→ What the task requires
Only the lines from the top of the data through the line containing "fixed and resubmitted." should be duplicated, exactly as they appear.

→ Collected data

== Segment start ==

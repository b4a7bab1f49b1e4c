// src/errors.rs

//! Crate-wide error aliases and helpers.
//!
//! Only construction-time problems (bad plans, bad config) and dispatcher
//! misuse are errors. Runtime protocol violations are represented by the
//! `ERROR` state of the DAG or vertex, never by a returned error.

use thiserror::Error;

#[derive(Error, Debug)]
pub enum DagError {
    #[error("Configuration error: {0}")]
    ConfigError(String),

    #[error("Malformed plan: {0}")]
    MalformedPlan(String),

    #[error("Cycle detected in DAG: {0}")]
    DagCycle(String),

    #[error("Edge '{edge}' references unknown vertex '{vertex}'")]
    UnknownVertex { edge: String, vertex: String },

    #[error("Duplicate vertex name in plan: {0}")]
    DuplicateVertex(String),

    #[error("Dispatcher has been stopped")]
    DispatcherStopped,

    #[error("No Tokio runtime available to run dispatcher lanes")]
    NoRuntime,

    #[error("IO error: {0}")]
    IoError(#[from] std::io::Error),

    #[error("TOML parsing error: {0}")]
    TomlError(#[from] toml::de::Error),
}

impl DagError {
    /// Whether this error means the plan itself must be fixed and resubmitted.
    pub fn is_malformed_plan(&self) -> bool {
        matches!(
            self,
            DagError::MalformedPlan(_)
                | DagError::DagCycle(_)
                | DagError::UnknownVertex { .. }
                | DagError::DuplicateVertex(_)
        )
    }
}

pub type Result<T> = std::result::Result<T, DagError>;
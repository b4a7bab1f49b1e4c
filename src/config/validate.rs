// src/config/validate.rs

use crate::config::model::{CoordinatorConfig, RawCoordinatorConfig};
use crate::errors::{DagError, Result};

impl TryFrom<RawCoordinatorConfig> for CoordinatorConfig {
    type Error = crate::errors::DagError;

    fn try_from(raw: RawCoordinatorConfig) -> std::result::Result<Self, Self::Error> {
        validate_raw_config(&raw)?;
        Ok(CoordinatorConfig::new_unchecked(
            raw.coordinator,
            raw.dispatcher,
            raw.logging,
        ))
    }
}

fn validate_raw_config(cfg: &RawCoordinatorConfig) -> Result<()> {
    // start_gating and logging.level are strongly typed and validated during
    // deserialization, so only numeric limits are checked here.
    validate_dispatcher(cfg)?;
    Ok(())
}

fn validate_dispatcher(cfg: &RawCoordinatorConfig) -> Result<()> {
    if cfg.dispatcher.backlog_warn_threshold == 0 {
        return Err(DagError::ConfigError(
            "[dispatcher].backlog_warn_threshold must be >= 1 (got 0)".to_string(),
        ));
    }
    Ok(())
}
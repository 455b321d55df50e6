//! Informix vendor protocol: data types, message codes, row layout and the
//! message exchanges behind every connection operation.

pub mod data_type;
pub mod decoder;
pub mod message;
pub mod protocol;

pub use data_type::InformixDataType;
pub use decoder::InformixRowDecoder;
pub use protocol::{InformixPreparedStatement, InformixProtocol};

#[cfg(test)]
mod data_type_test;
#[cfg(test)]
mod decoder_test;
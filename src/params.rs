use crate::error::{Error, Result};
use crate::value::{ParameterType, Value};

/// Fixed-size container of statement parameter values, indexed from zero
///
/// A slot stays unset until a value (possibly `Value::Null`) is assigned.
/// Execution requires every slot to be set.
#[derive(Debug, Clone, Default, PartialEq)]
pub struct Parameters {
    values: Vec<Option<Value>>,
}

impl Parameters {
    pub fn new(count: usize) -> Self {
        Self {
            values: vec![None; count],
        }
    }

    pub fn len(&self) -> usize {
        self.values.len()
    }

    pub fn is_empty(&self) -> bool {
        self.values.is_empty()
    }

    pub fn set(&mut self, index: usize, value: Value) -> Result<()> {
        let count = self.values.len();
        let slot = self.values.get_mut(index).ok_or_else(|| {
            Error::BadUsageError(format!(
                "parameter index {} out of range for {} parameters",
                index, count
            ))
        })?;
        *slot = Some(value);
        Ok(())
    }

    pub fn set_null(&mut self, index: usize) -> Result<()> {
        self.set(index, Value::Null)
    }

    pub fn set_bool(&mut self, index: usize, value: bool) -> Result<()> {
        self.set(index, Value::Bool(value))
    }

    pub fn set_byte(&mut self, index: usize, value: i8) -> Result<()> {
        self.set(index, Value::Byte(value))
    }

    pub fn set_short(&mut self, index: usize, value: i16) -> Result<()> {
        self.set(index, Value::Short(value))
    }

    pub fn set_int(&mut self, index: usize, value: i32) -> Result<()> {
        self.set(index, Value::Int(value))
    }

    pub fn set_long(&mut self, index: usize, value: i64) -> Result<()> {
        self.set(index, Value::Long(value))
    }

    pub fn set_float(&mut self, index: usize, value: f32) -> Result<()> {
        self.set(index, Value::Float(value))
    }

    pub fn set_double(&mut self, index: usize, value: f64) -> Result<()> {
        self.set(index, Value::Double(value))
    }

    #[cfg(feature = "with-rust-decimal")]
    pub fn set_decimal(&mut self, index: usize, value: rust_decimal::Decimal) -> Result<()> {
        self.set(index, Value::Decimal(value))
    }

    pub fn set_string(&mut self, index: usize, value: &str) -> Result<()> {
        self.set(index, Value::string(value))
    }

    pub fn get(&self, index: usize) -> Result<&Value> {
        match self.values.get(index) {
            Some(Some(value)) => Ok(value),
            Some(None) => Err(Error::BadUsageError(format!(
                "parameter {} is not set",
                index
            ))),
            None => Err(Error::BadUsageError(format!(
                "parameter index {} out of range for {} parameters",
                index,
                self.values.len()
            ))),
        }
    }

    pub fn parameter_type(&self, index: usize) -> Result<ParameterType> {
        self.get(index).map(Value::parameter_type)
    }

    pub fn is_set(&self, index: usize) -> bool {
        matches!(self.values.get(index), Some(Some(_)))
    }

    pub fn are_all_set(&self) -> bool {
        self.values.iter().all(Option::is_some)
    }

    /// Reset every slot to unset
    pub fn clear(&mut self) {
        self.values.fill(None);
    }

    /// Deep copy every slot of `source` into `self`
    pub fn copy_from(&mut self, source: &Parameters) -> Result<()> {
        if source.len() != self.len() {
            return Err(Error::BadUsageError(format!(
                "cannot copy {} parameters into a container of {}",
                source.len(),
                self.len()
            )));
        }
        self.values.clone_from_slice(&source.values);
        Ok(())
    }

    /// Address of the slot storage, identifying a container across the pool
    #[cfg(test)]
    pub(crate) fn storage_id(&self) -> usize {
        self.values.as_ptr() as usize
    }

    /// All values, failing on the first unset slot
    pub fn values(&self) -> Result<Vec<&Value>> {
        (0..self.values.len()).map(|i| self.get(i)).collect()
    }
}
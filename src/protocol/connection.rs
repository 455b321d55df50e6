use std::sync::Arc;
use std::time::{Duration, Instant};

use crate::col::ResultSetMetaData;
use crate::error::{Error, Result, eyre};
use crate::opts::Opts;
use crate::params::Parameters;
use crate::params_pool::ParametersPool;
use crate::protocol::data::{Owner, ProtocolData, ResultSetId};
use crate::protocol::database::{
    DatabaseProtocol, PreparedStatementResult, RetrievedRows, SqlOutcome,
};
use crate::protocol::state::{Capabilities, State, StateMachine};
use crate::protocol::wire::{Inbound, Outbound, StringEncoder, Wire};
use crate::resultset::{Backing, ResultRetrieval, StreamingResultSet, SwappableResultSet};
use crate::share::Sharing;

/// Result set as shared between the connection and its handle
pub type SharedResultSet<P> = SwappableResultSet<Arc<<P as DatabaseProtocol>::Decoder>>;

pub type ResultSetCell<P, S> = <S as Sharing>::Cell<SharedResultSet<P>>;

/// Outcome of `execute_sql`
pub enum SqlExecution<C> {
    ResultSet(ResultSetId, C),
    UpdateCount(u32),
    None,
}

/// Drives one connection's conversation through its states
///
/// All byte-level work is delegated to the vendor `DatabaseProtocol`. Before
/// anything else is sent, a connection-attached result set is read to the
/// end into memory so its rows stay available.
pub struct ConnectionProtocol<P: DatabaseProtocol, S: Sharing> {
    wire: Wire,
    database: P,
    decoder: Arc<P::Decoder>,
    encoder: StringEncoder,
    states: StateMachine,
    within_transaction: bool,
    auto_commit: bool,
    data: ProtocolData<ResultSetCell<P, S>>,
    parameters_pool: Option<ParametersPool>,
    evict_delta: Duration,
    next_handle: u64,
}

impl<P: DatabaseProtocol, S: Sharing> ConnectionProtocol<P, S> {
    pub fn new(database: P, inbound: Inbound, outbound: Outbound, evict_delta: Duration) -> Self {
        let decoder = database.row_decoder();
        let encoder = StringEncoder::new(database.max_string_bytes());
        Self {
            wire: Wire::new(inbound, outbound),
            database,
            decoder,
            encoder,
            states: StateMachine::new(),
            within_transaction: false,
            auto_commit: false,
            data: ProtocolData::new(),
            parameters_pool: None,
            evict_delta,
            next_handle: 1,
        }
    }

    pub fn state(&self) -> State {
        self.states.state()
    }

    pub fn is_closed(&self) -> bool {
        self.states.state() == State::Closed
    }

    pub fn within_transaction(&self) -> bool {
        self.within_transaction
    }

    pub fn auto_commit(&self) -> bool {
        self.auto_commit
    }

    pub fn database(&self) -> &P {
        &self.database
    }

    pub fn database_mut(&mut self) -> &mut P {
        &mut self.database
    }

    /// Number of result sets not yet closed
    pub fn open_result_sets(&self) -> usize {
        self.data.len()
    }

    /// Fresh identifier for a statement or prepared statement handle
    pub fn next_handle_id(&mut self) -> u64 {
        let id = self.next_handle;
        self.next_handle += 1;
        id
    }

    // ========================================================================
    // Transition helpers
    // ========================================================================

    /// Run `op` in `temporary`, then move to `next` (or back to where it
    /// started). A failed `op` leaves the connection idle.
    fn with_temporary_state<R>(
        &mut self,
        temporary: State,
        next: Option<State>,
        op: impl FnOnce(&mut Self) -> Result<R>,
    ) -> Result<R> {
        let previous = self.states.enter(temporary)?;
        let result = op(self);
        let target = match (&result, next) {
            (Ok(_), Some(next)) => next,
            (Ok(_), None) => previous,
            (Err(_), _) => State::Idle,
        };
        let left = self.states.leave(target);
        let value = result?;
        left?;
        Ok(value)
    }

    fn find_connection_attached_result_set(&self) -> Result<Option<ResultSetCell<P, S>>> {
        let mut found = None;
        for cell in self.data.all() {
            if S::with(&cell, |rs| Ok(rs.is_connection_attached()))? {
                if found.is_some() {
                    return Err(Error::LibraryBug(eyre!(
                        "more than one connection-attached result set"
                    )));
                }
                found = Some(cell);
            }
        }
        Ok(found)
    }

    /// Materialize the connection-attached result set, if any
    fn buffer_any_ongoing_result_set(&mut self) -> Result<()> {
        let Some(cell) = self.find_connection_attached_result_set()? else {
            return Ok(());
        };
        let materialized = S::with(&cell, |rs| rs.materialize(self));
        if self.states.state() == State::RetrievingResultSet {
            self.states.set_state(State::Idle)?;
        }
        if let Err(err) = &materialized {
            tracing::warn!(error = %err, "materializing failed, closing the result set");
            let id = S::with(&cell, |rs| {
                rs.invalidate();
                Ok(rs.id())
            })?;
            self.data.remove(id);
        }
        materialized.map(|_swapped| ())
    }

    fn begin_transaction_if_not_started(&mut self) -> Result<()> {
        if !self.within_transaction {
            self.database.send_begin(&mut self.wire)?;
            self.within_transaction = true;
        }
        Ok(())
    }

    /// Read result metadata and attach a streaming result set for it
    fn retrieve_result_set(
        &mut self,
        owner: Owner,
        retrieve: impl FnOnce(&mut Self) -> Result<ResultSetMetaData<P::DataType>>,
    ) -> Result<(ResultSetId, ResultSetCell<P, S>)> {
        let metadata = self.with_temporary_state(State::RetrievingResultSetMetaData, None, retrieve)?;

        let id = self.data.next_id();
        let streaming = StreamingResultSet::new(Arc::new(metadata), Arc::clone(&self.decoder));
        let attached = streaming.is_attached();
        let cell = S::share(SwappableResultSet::new(id, Backing::Streaming(streaming)));
        self.data.add(id, owner, cell.clone());

        self.states.set_state(if attached {
            State::RetrievingResultSet
        } else {
            State::Idle
        })?;
        Ok((id, cell))
    }

    // ========================================================================
    // Operations
    // ========================================================================

    #[tracing::instrument(skip_all)]
    pub fn perform_initial_setup(&mut self, opts: &Opts) -> Result<()> {
        self.states.check_state(State::Created)?;
        self.with_temporary_state(State::PerformingInitialSetup, Some(State::Idle), |this| {
            this.database
                .perform_initial_setup(&mut this.wire, &this.encoder, opts)
        })?;
        if opts.auto_commit {
            self.set_auto_commit(true)?;
        }
        Ok(())
    }

    #[tracing::instrument(skip_all)]
    pub fn set_auto_commit(&mut self, on: bool) -> Result<()> {
        self.states.check_capability(Capabilities::EXECUTE_SQL)?;
        self.buffer_any_ongoing_result_set()?;
        self.database
            .set_auto_commit(&mut self.wire, &self.encoder, on)?;
        self.auto_commit = on;
        Ok(())
    }

    #[tracing::instrument(skip_all)]
    pub fn execute_query(
        &mut self,
        owner: Owner,
        sql: &str,
    ) -> Result<(ResultSetId, ResultSetCell<P, S>)> {
        self.states.check_capability(Capabilities::EXECUTE_SQL)?;
        self.buffer_any_ongoing_result_set()?;
        self.begin_transaction_if_not_started()?;
        self.with_temporary_state(State::ExecutingQuery, Some(State::ExecutedQuery), |this| {
            this.database.execute_query(&mut this.wire, &this.encoder, sql)
        })?;
        self.retrieve_result_set(owner, |this| {
            this.database.retrieve_result_metadata(&mut this.wire)
        })
    }

    #[tracing::instrument(skip_all)]
    pub fn execute_update(&mut self, sql: &str) -> Result<u32> {
        self.states.check_capability(Capabilities::EXECUTE_SQL)?;
        self.buffer_any_ongoing_result_set()?;
        self.begin_transaction_if_not_started()?;
        self.with_temporary_state(State::ExecutingUpdate, Some(State::ExecutedUpdate), |this| {
            this.database.execute_update(&mut this.wire, &this.encoder, sql)
        })
    }

    #[tracing::instrument(skip_all)]
    pub fn execute_sql(&mut self, owner: Owner, sql: &str) -> Result<SqlExecution<ResultSetCell<P, S>>> {
        self.states.check_capability(Capabilities::EXECUTE_SQL)?;
        self.buffer_any_ongoing_result_set()?;
        self.begin_transaction_if_not_started()?;
        let outcome = self.with_temporary_state(State::ExecutingSql, Some(State::ExecutedSql), |this| {
            this.database.execute_sql(&mut this.wire, &this.encoder, sql)
        })?;
        Ok(match outcome {
            SqlOutcome::ResultSet => {
                let (id, cell) = self.retrieve_result_set(owner, |this| {
                    this.database.retrieve_result_metadata(&mut this.wire)
                })?;
                SqlExecution::ResultSet(id, cell)
            }
            SqlOutcome::UpdateCount(count) => SqlExecution::UpdateCount(count),
            SqlOutcome::None => SqlExecution::None,
        })
    }

    #[tracing::instrument(skip_all)]
    pub fn prepare(&mut self, sql: &str) -> Result<PreparedStatementResult<P::PreparedStatement>> {
        self.states.check_capability(Capabilities::PREPARE_STATEMENTS)?;
        self.buffer_any_ongoing_result_set()?;
        self.with_temporary_state(State::PreparingStatement, None, |this| {
            this.database.prepare_statement(&mut this.wire, &this.encoder, sql)
        })
    }

    #[tracing::instrument(skip_all)]
    pub fn execute_prepared_query(
        &mut self,
        owner: Owner,
        statement: &P::PreparedStatement,
        parameters: &Parameters,
    ) -> Result<(ResultSetId, ResultSetCell<P, S>)> {
        self.states.check_capability(Capabilities::EXECUTE_PREPARED_QUERY)?;
        check_all_set(parameters)?;
        self.buffer_any_ongoing_result_set()?;
        self.begin_transaction_if_not_started()?;
        self.with_temporary_state(
            State::ExecutingPreparedQuery,
            Some(State::ExecutedPreparedQuery),
            |this| {
                this.database
                    .execute_prepared_query(statement, &mut this.wire, &this.encoder, parameters)
            },
        )?;
        self.retrieve_result_set(owner, |this| {
            this.database
                .retrieve_prepared_result_metadata(&mut this.wire, statement)
        })
    }

    #[tracing::instrument(skip_all)]
    pub fn execute_prepared_update(
        &mut self,
        statement: &P::PreparedStatement,
        parameters: &Parameters,
    ) -> Result<u32> {
        self.states.check_capability(Capabilities::EXECUTE_PREPARED_UPDATE)?;
        check_all_set(parameters)?;
        self.buffer_any_ongoing_result_set()?;
        self.begin_transaction_if_not_started()?;
        self.with_temporary_state(
            State::ExecutingPreparedUpdate,
            Some(State::ExecutedPreparedUpdate),
            |this| {
                this.database
                    .execute_prepared_update(statement, &mut this.wire, &this.encoder, parameters)
            },
        )
    }

    #[tracing::instrument(skip_all)]
    pub fn execute_batches(
        &mut self,
        statement: &P::PreparedStatement,
        batches: &[Parameters],
    ) -> Result<Vec<i32>> {
        self.states.check_capability(Capabilities::EXECUTE_BATCH)?;
        for batch in batches {
            check_all_set(batch)?;
        }
        self.buffer_any_ongoing_result_set()?;
        self.begin_transaction_if_not_started()?;
        self.with_temporary_state(State::ExecutingBatches, Some(State::ExecutedBatches), |this| {
            this.database
                .execute_batches(statement, batches, &mut this.wire, &this.encoder)
        })
    }

    /// Whether batch entries may be added in the current state
    pub fn check_add_batches(&self) -> Result<()> {
        self.states.check_capability(Capabilities::ADD_BATCHES)
    }

    #[tracing::instrument(skip_all)]
    pub fn close_prepared_statement(&mut self, statement: &P::PreparedStatement) -> Result<()> {
        self.states.check_capability(Capabilities::CLOSE_PREPARED_STATEMENT)?;
        self.buffer_any_ongoing_result_set()?;
        self.database
            .close_prepared_statement(statement, &mut self.wire)
    }

    #[tracing::instrument(skip_all)]
    pub fn commit(&mut self) -> Result<()> {
        self.states.check_capability(Capabilities::EXECUTE_SQL)?;
        self.buffer_any_ongoing_result_set()?;
        let committed = self.database.send_commit(&mut self.wire);
        self.within_transaction = false;
        committed
    }

    /// Close every open result set of `owner`
    pub fn close_result_sets_of(&mut self, owner: Owner) -> Result<()> {
        let mut outcome = Ok(());
        for (_id, cell) in self.data.result_sets_of(owner) {
            let closed = S::with(&cell, |rs| {
                if rs.is_closed() {
                    Ok(())
                } else {
                    rs.close(self)
                }
            });
            outcome = outcome.and(closed);
        }
        outcome
    }

    /// Disconnect; the connection ends up closed whatever the server answers
    #[tracing::instrument(skip_all)]
    pub fn close(&mut self) -> Result<()> {
        self.states.check_not_closed()?;
        let mut outcome = Ok(());
        for cell in self.data.all() {
            outcome = outcome.and(S::with(&cell, |rs| {
                rs.invalidate();
                Ok(())
            }));
        }
        self.data.clear();
        let sent = self.database.send_close(&mut self.wire);
        self.states.close()?;
        outcome.and(sent)
    }

    // ========================================================================
    // Parameter containers
    // ========================================================================

    fn parameters_pool(&mut self) -> Result<&mut ParametersPool> {
        if self.parameters_pool.is_none() {
            self.parameters_pool = Some(ParametersPool::new(self.evict_delta)?);
        }
        self.parameters_pool
            .as_mut()
            .ok_or_else(|| Error::LibraryBug(eyre!("parameter pool missing after creation")))
    }

    pub fn allocate_parameters(&mut self, count: usize) -> Result<Parameters> {
        if count == 0 {
            return Ok(Parameters::new(0));
        }
        self.parameters_pool()?.allocate(count)
    }

    pub fn allocate_parameters_copy(&mut self, source: &Parameters) -> Result<Parameters> {
        if source.is_empty() {
            return Ok(Parameters::new(0));
        }
        self.parameters_pool()?.allocate_copy(source)
    }

    pub fn free_parameters(&mut self, parameters: Parameters) -> Result<()> {
        if parameters.is_empty() {
            return Ok(());
        }
        self.parameters_pool()?.free(parameters, Instant::now())
    }
}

== Segment end ==

→ Solution to this task
repository b4a7bab1f49b1e4c
// src/errors.rs

//! Crate-wide error aliases and helpers.
//!
//! Only construction-time problems (bad plans, bad config) and dispatcher
//! misuse are errors. Runtime protocol violations are represented by the
//! `ERROR` state of the DAG or vertex, never by a returned error.

use thiserror::Error;

#[derive(Error, Debug)]
pub enum DagError {
    #[error("Configuration error: {0}")]
    ConfigError(String),

    #[error("Malformed plan: {0}")]
    MalformedPlan(String),

    #[error("Cycle detected in DAG: {0}")]
    DagCycle(String),

    #[error("Edge '{edge}' references unknown vertex '{vertex}'")]
    UnknownVertex { edge: String, vertex: String },

    #[error("Duplicate vertex name in plan: {0}")]
    DuplicateVertex(String),

    #[error("Dispatcher has been stopped")]
    DispatcherStopped,

    #[error("No Tokio runtime available to run dispatcher lanes")]
    NoRuntime,

    #[error("IO error: {0}")]
    IoError(#[from] std::io::Error),

    #[error("TOML parsing error: {0}")]
    TomlError(#[from] toml::de::Error),
}

impl DagError {
    /// Whether this error means the plan itself must be fixed and resubmitted.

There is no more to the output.